EXERCISE DESCRIPTION: Every line from the one containing "pub fn category(&self)" to the one containing "let stderr = stderr.to_lowercase();" in the records below, both included, must be set down exactly, and no other line.

(Collected data entries)

┌──

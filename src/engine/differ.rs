//! Plan display - toolsync-specific UI

use colored::Colorize;
use declarative::{ChangePlan, PlanSummary, Record, TITLE};

use crate::resource::TOOLCHAIN;

/// Kind of change a diff line shows
#[derive(Debug, Clone, Copy, PartialEq, Eq)]
pub enum Change {
    Add,
    Remove,
    Modify,
}

impl Change {
    fn symbol(self) -> colored::ColoredString {
        match self {
            Self::Add => "+".green(),
            Self::Remove => "-".red(),
            Self::Modify => "~".yellow(),
        }
    }
}

/// One line of a diff
#[derive(Debug, Clone, PartialEq, Eq)]
pub struct DiffLine {
    pub change: Change,
    pub label: String,
    pub detail: String,
}

/// How a record is named in output
pub fn label(record: &Record) -> String {
    match record.get_str(TOOLCHAIN) {
        Some(toolchain) => format!("{record} ({toolchain})"),
        None => record.to_string(),
    }
}

/// Flatten a plan into display lines: removals, modifications, additions
pub fn describe(plan: &ChangePlan) -> Vec<DiffLine> {
    let mut lines = Vec::new();

    for planned in &plan.to_remove {
        lines.push(DiffLine {
            change: Change::Remove,
            label: label(&planned.record),
            detail: "(will remove)".to_string(),
        });
    }

    for m in &plan.to_modify {
        lines.push(DiffLine {
            change: Change::Modify,
            label: label(&m.to),
            detail: format!("{} → {}", m.from.without(TITLE), m.to.without(TITLE)),
        });
    }

    for planned in &plan.to_add {
        lines.push(DiffLine {
            change: Change::Add,
            label: label(&planned.record),
            detail: "(not installed)".to_string(),
        });
    }

    lines
}

/// Line for a change of rustup's default toolchain
pub fn default_line(current: Option<&str>, desired: &str) -> DiffLine {
    DiffLine {
        change: Change::Modify,
        label: "default toolchain".to_string(),
        detail: format!("{} → {desired}", current.unwrap_or("(none)")),
    }
}

/// Display titled groups of diff lines in one box
pub fn display_diff(sections: &[(&str, Vec<DiffLine>)], total: &PlanSummary) {
    if !total.has_changes() {
        println!();
        println!("  {} No changes needed", "✓".green());
        return;
    }

    println!();
    println!(
        "┌─ {} ─────────────────────────────────────────┐",
        "Toolchain Diff".bold()
    );
    println!("│");

    for (title, lines) in sections {
        if lines.is_empty() {
            continue;
        }

        println!("│ {}", title.bold());
        for line in lines {
            println!(
                "│   {} {:<40} {}",
                line.change.symbol(),
                line.label,
                line.detail.dimmed()
            );
        }
        println!("│");
    }

    println!("├─────────────────────────────────────────────────────┤");
    println!(
        "│ Summary: {} to add, {} to remove, {} to modify, {} unchanged",
        total.additions.to_string().green(),
        total.removals.to_string().red(),
        total.modifications.to_string().yellow(),
        total.unchanged
    );
    println!("└─────────────────────────────────────────────────────┘");
}

#[cfg(test)]
mod tests {
    use super::*;
    use declarative::{Identity, Modification, PlannedRecord};

    fn planned(record: Record) -> PlannedRecord {
        PlannedRecord {
            identity: Identity::of(&record),
            record,
        }
    }

    #[test]
    fn test_label_with_toolchain() {
        let record = Record::titled("wasm32-unknown-unknown").with(TOOLCHAIN, "stable");
        assert_eq!(label(&record), "wasm32-unknown-unknown (stable)");
        assert_eq!(label(&Record::titled("stable")), "stable");
    }

    #[test]
    fn test_describe_order() {
        let to = Record::titled("x").with("channel", "beta");
        let plan = ChangePlan {
            to_add: vec![planned(Record::titled("nightly"))],
            to_remove: vec![planned(Record::titled("beta"))],
            to_modify: vec![Modification {
                identity: Identity::of(&to),
                from: Record::titled("x").with("channel", "stable"),
                to,
            }],
            in_sync: vec![planned(Record::titled("stable"))],
        };

        let lines = describe(&plan);
        let changes: Vec<Change> = lines.iter().map(|l| l.change).collect();
        assert_eq!(changes, vec![Change::Remove, Change::Modify, Change::Add]);
        assert_eq!(lines[0].label, "beta");
        assert_eq!(lines[1].detail, r#"{"channel":"stable"} → {"channel":"beta"}"#);
        assert_eq!(lines[2].label, "nightly");
    }

    #[test]
    fn test_default_line() {
        let line = default_line(Some("stable-x86_64-unknown-linux-gnu"), "nightly-x86_64-unknown-linux-gnu");
        assert_eq!(line.change, Change::Modify);
        assert_eq!(
            line.detail,
            "stable-x86_64-unknown-linux-gnu → nightly-x86_64-unknown-linux-gnu"
        );
        assert_eq!(default_line(None, "stable").detail, "(none) → stable");
    }

    #[test]
    fn test_describe_in_sync_is_empty() {
        let plan = ChangePlan {
            in_sync: vec![planned(Record::titled("stable"))],
            ..Default::default()
        };
        assert!(describe(&plan).is_empty());
    }
}
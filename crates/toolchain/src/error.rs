//! Error types for toolchain operations.
//!
//! Errors are categorized so callers can decide whether a failed rustup
//! invocation is worth retrying and what to tell the user.

use std::fmt;
use std::io;
use std::path::PathBuf;

/// Result type alias for toolchain operations.
pub type Result<T> = std::result::Result<T, Error>;

/// Categories of toolchain errors for retry logic.
#[derive(Debug, Clone, Copy, PartialEq, Eq)]
pub enum ErrorCategory {
    /// rustup could not reach the distribution server (transient, retryable).
    Network,
    /// Platform not supported.
    Platform,
    /// rustup, a toolchain or a target was not found.
    NotFound,
    /// Permission denied while touching rustup's files.
    Permission,
    /// A name or triple could not be parsed.
    Format,
    /// A rustup command exited unsuccessfully.
    Command,
    /// Other/unknown errors.
    Other,
}

impl ErrorCategory {
    /// Whether this error category is typically transient and worth retrying.
    #[must_use]
    pub fn is_retryable(&self) -> bool {
        matches!(self, Self::Network)
    }

    /// Get a user-friendly description of this error category.
    #[must_use]
    pub fn description(&self) -> &'static str {
        match self {
            Self::Network => "Network connectivity issue",
            Self::Platform => "Unsupported platform",
            Self::NotFound => "Not found",
            Self::Permission => "Permission denied",
            Self::Format => "Invalid name",
            Self::Command => "rustup command failed",
            Self::Other => "Unexpected error",
        }
    }

    /// Get actionable advice for resolving this error category.
    #[must_use]
    pub fn advice(&self) -> &'static str {
        match self {
            Self::Network => "Check your internet connection and try again",
            Self::Platform => "Set rustup.default_host in the config to override detection",
            Self::NotFound => "Install rustup from https://rustup.rs and check the toolchain name",
            Self::Permission => "Check permissions on RUSTUP_HOME",
            Self::Format => "Use a name like 'stable', 'nightly-2024-01-01' or 'stable-x86_64-pc-windows-msvc'",
            Self::Command => "Run the rustup command by hand to see the full output",
            Self::Other => "Check the error details for more information",
        }
    }
}

impl fmt::Display for ErrorCategory {
    fn fmt(&self, f: &mut fmt::Formatter<'_>) -> fmt::Result {
        write!(f, "{}", self.description())
    }
}

/// Errors that can occur during toolchain operations.
#[derive(Debug, thiserror::Error)]
pub enum Error {
    /// Failed to detect the current platform.
    #[error("unsupported platform: {os}/{arch}")]
    UnsupportedPlatform {
        /// Operating system.
        os: String,
        /// CPU architecture.
        arch: String,
    },

    /// The rustup executable is not on PATH.
    #[error("rustup not found in PATH")]
    RustupNotFound,

    /// A rustup invocation exited unsuccessfully.
    #[error("`{command}` failed{}: {}", .status.map(|c| format!(" with exit code {c}")).unwrap_or_default(), .stderr.trim())]
    CommandFailed {
        /// The command line that was run.
        command: String,
        /// Exit code, if the process was not killed by a signal.
        status: Option<i32>,
        /// Captured standard error.
        stderr: String,
    },

    /// A toolchain name could not be parsed.
    #[error("invalid toolchain name: '{0}'")]
    InvalidToolchain(String),

    /// A target triple could not be parsed.
    #[error("invalid target triple: '{0}'")]
    InvalidTriple(String),

    /// The generated matcher pattern did not compile.
    #[error("invalid toolchain pattern: {0}")]
    Pattern(#[from] regex::Error),

    /// IO error while running a command or reading a file.
    #[error("IO error at {path}: {source}")]
    Io {
        /// Path involved in the error.
        path: PathBuf,
        /// Underlying IO error.
        #[source]
        source: io::Error,
    },

    /// Generic error.
    #[error("{0}")]
    Other(String),
}

impl Error {
    /// Create an IO error with path context.
    pub fn io(path: impl Into<PathBuf>, source: io::Error) -> Self {
        Self::Io {
            path: path.into(),
            source,
        }
    }

    /// Get the error category for retry logic.
    #[must_use]
    pub fn category(&self) -> ErrorCategory {
        match self {
            Error::UnsupportedPlatform { .. } => ErrorCategory::Platform,
            Error::RustupNotFound => ErrorCategory::NotFound,
            Error::CommandFailed { stderr, .. } => {
                let stderr = stderr.to_lowercase();
                if stderr.contains("could not download")
                    || stderr.contains("error sending request")
                    || stderr.contains("timed out")
                {
                    ErrorCategory::Network
                } else if stderr.contains("permission denied") {
                    ErrorCategory::Permission
                } else if stderr.contains("not installed") || stderr.contains("does not support") {
                    ErrorCategory::NotFound
                } else {
                    ErrorCategory::Command
                }
            }
            Error::InvalidToolchain(_) | Error::InvalidTriple(_) | Error::Pattern(_) => {
                ErrorCategory::Format
            }
            Error::Io { source, .. } => match source.kind() {
                io::ErrorKind::PermissionDenied => ErrorCategory::Permission,
                io::ErrorKind::NotFound => ErrorCategory::NotFound,
                _ => ErrorCategory::Other,
            },
            Error::Other(_) => ErrorCategory::Other,
        }
    }

    /// Whether this error is typically transient and worth retrying.
    #[must_use]
    pub fn is_retryable(&self) -> bool {
        self.category().is_retryable()
    }
}
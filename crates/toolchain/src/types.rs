//! Core types for toolchain management.
//!
//! Platform information, rustup installation profiles and the entries
//! reported by `rustup toolchain list`.

use serde::{Deserialize, Serialize};
use std::fmt;
use std::str::FromStr;

use crate::error::{Error, Result};
use crate::name::TargetTriple;

/// Platform information.
///
/// Describes the operating system, architecture and host triple the process
/// runs on.
///
/// # Example
///
/// ```
/// use toolchain::Platform;
///
/// let platform = Platform::new("macos", "aarch64", "aarch64-apple-darwin");
/// assert_eq!(platform.triple, "aarch64-apple-darwin");
/// ```
#[derive(Debug, Clone, PartialEq, Eq, Serialize, Deserialize)]
pub struct Platform {
    /// Operating system (e.g., "macos", "linux", "windows").
    pub os: String,
    /// CPU architecture (e.g., "aarch64", "x86_64").
    pub arch: String,
    /// Host triple (e.g., "aarch64-apple-darwin").
    pub triple: String,
}

impl Platform {
    /// Create a new platform.
    pub fn new(os: impl Into<String>, arch: impl Into<String>, triple: impl Into<String>) -> Self {
        Self {
            os: os.into(),
            arch: arch.into(),
            triple: triple.into(),
        }
    }

    /// Parse the host triple into its components.
    pub fn host_triple(&self) -> Result<TargetTriple> {
        self.triple.parse()
    }
}

impl fmt::Display for Platform {
    fn fmt(&self, f: &mut fmt::Formatter<'_>) -> fmt::Result {
        write!(f, "{} ({}/{})", self.triple, self.os, self.arch)
    }
}

/// rustup installation profile.
///
/// Controls which components `rustup toolchain install` pulls in.
#[derive(Debug, Clone, Copy, Default, PartialEq, Eq, Hash, Serialize, Deserialize)]
#[serde(rename_all = "lowercase")]
pub enum Profile {
    /// rustc, rust-std and cargo only.
    Minimal,
    /// Minimal plus rust-docs, rustfmt and clippy.
    #[default]
    Default,
    /// Every component available for the toolchain.
    Complete,
}

impl Profile {
    /// The name rustup uses for this profile.
    #[must_use]
    pub fn as_str(&self) -> &'static str {
        match self {
            Self::Minimal => "minimal",
            Self::Default => "default",
            Self::Complete => "complete",
        }
    }
}

impl fmt::Display for Profile {
    fn fmt(&self, f: &mut fmt::Formatter<'_>) -> fmt::Result {
        f.write_str(self.as_str())
    }
}

impl FromStr for Profile {
    type Err = Error;

    fn from_str(s: &str) -> Result<Self> {
        match s {
            "minimal" => Ok(Self::Minimal),
            "default" => Ok(Self::Default),
            "complete" => Ok(Self::Complete),
            other => Err(Error::Other(format!(
                "unknown rustup profile '{other}' (expected minimal, default or complete)"
            ))),
        }
    }
}

/// Options for installing a toolchain.
///
/// # Example
///
/// ```
/// use toolchain::{InstallOptions, Profile};
///
/// let options = InstallOptions::new().profile(Profile::Minimal);
/// assert_eq!(options.profile, Some(Profile::Minimal));
/// ```
#[derive(Debug, Clone, Default, PartialEq, Eq)]
pub struct InstallOptions {
    /// Installation profile; rustup's configured default when unset.
    pub profile: Option<Profile>,
    /// Let rustup update itself during the install.
    pub self_update: bool,
}

impl InstallOptions {
    /// Create default install options.
    #[must_use]
    pub fn new() -> Self {
        Self::default()
    }

    /// Set the installation profile.
    #[must_use]
    pub fn profile(mut self, profile: Profile) -> Self {
        self.profile = Some(profile);
        self
    }

    /// Allow rustup to update itself.
    #[must_use]
    pub fn self_update(mut self, self_update: bool) -> Self {
        self.self_update = self_update;
        self
    }
}

/// Marker rustup appends to the default toolchain's line.
pub const DEFAULT_MARKER: &str = " (default)";

/// Line rustup prints instead of a list when nothing is installed.
pub const NO_TOOLCHAINS: &str = "no installed toolchains";

/// A toolchain as reported by `rustup toolchain list`.
#[derive(Debug, Clone, PartialEq, Eq, Serialize, Deserialize)]
pub struct InstalledToolchain {
    /// Full toolchain name, without any marker.
    pub name: String,
    /// Whether rustup marks this toolchain as the default.
    pub is_default: bool,
}

impl InstalledToolchain {
    /// Parse one line of `rustup toolchain list` output.
    ///
    /// Returns `None` for blank lines and the "no installed toolchains"
    /// notice. Trailing markers such as `(default)` or `(active, default)`
    /// are stripped.
    ///
    /// # Example
    ///
    /// ```
    /// use toolchain::InstalledToolchain;
    ///
    /// let tc = InstalledToolchain::parse_line("stable-x86_64-apple-darwin (default)").unwrap();
    /// assert_eq!(tc.name, "stable-x86_64-apple-darwin");
    /// assert!(tc.is_default);
    /// assert!(InstalledToolchain::parse_line("no installed toolchains").is_none());
    /// ```
    #[must_use]
    pub fn parse_line(line: &str) -> Option<Self> {
        let line = line.trim();
        if line.is_empty() || line == NO_TOOLCHAINS {
            return None;
        }

        let (name, markers) = match line.split_once(" (") {
            Some((name, rest)) => (name, rest.trim_end_matches(')')),
            None => (line, ""),
        };
        let is_default = markers.split(',').any(|m| m.trim() == "default");

        Some(Self {
            name: name.trim().to_string(),
            is_default,
        })
    }
}

impl fmt::Display for InstalledToolchain {
    fn fmt(&self, f: &mut fmt::Formatter<'_>) -> fmt::Result {
        if self.is_default {
            write!(f, "{}{DEFAULT_MARKER}", self.name)
        } else {
            f.write_str(&self.name)
        }
    }
}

└──

ANSWER SECTION:
    pub fn category(&self) -> ErrorCategory {
        match self {
            Error::UnsupportedPlatform { .. } => ErrorCategory::Platform,
            Error::RustupNotFound => ErrorCategory::NotFound,
            Error::CommandFailed { stderr, .. } => {
                let stderr = stderr.to_lowercase();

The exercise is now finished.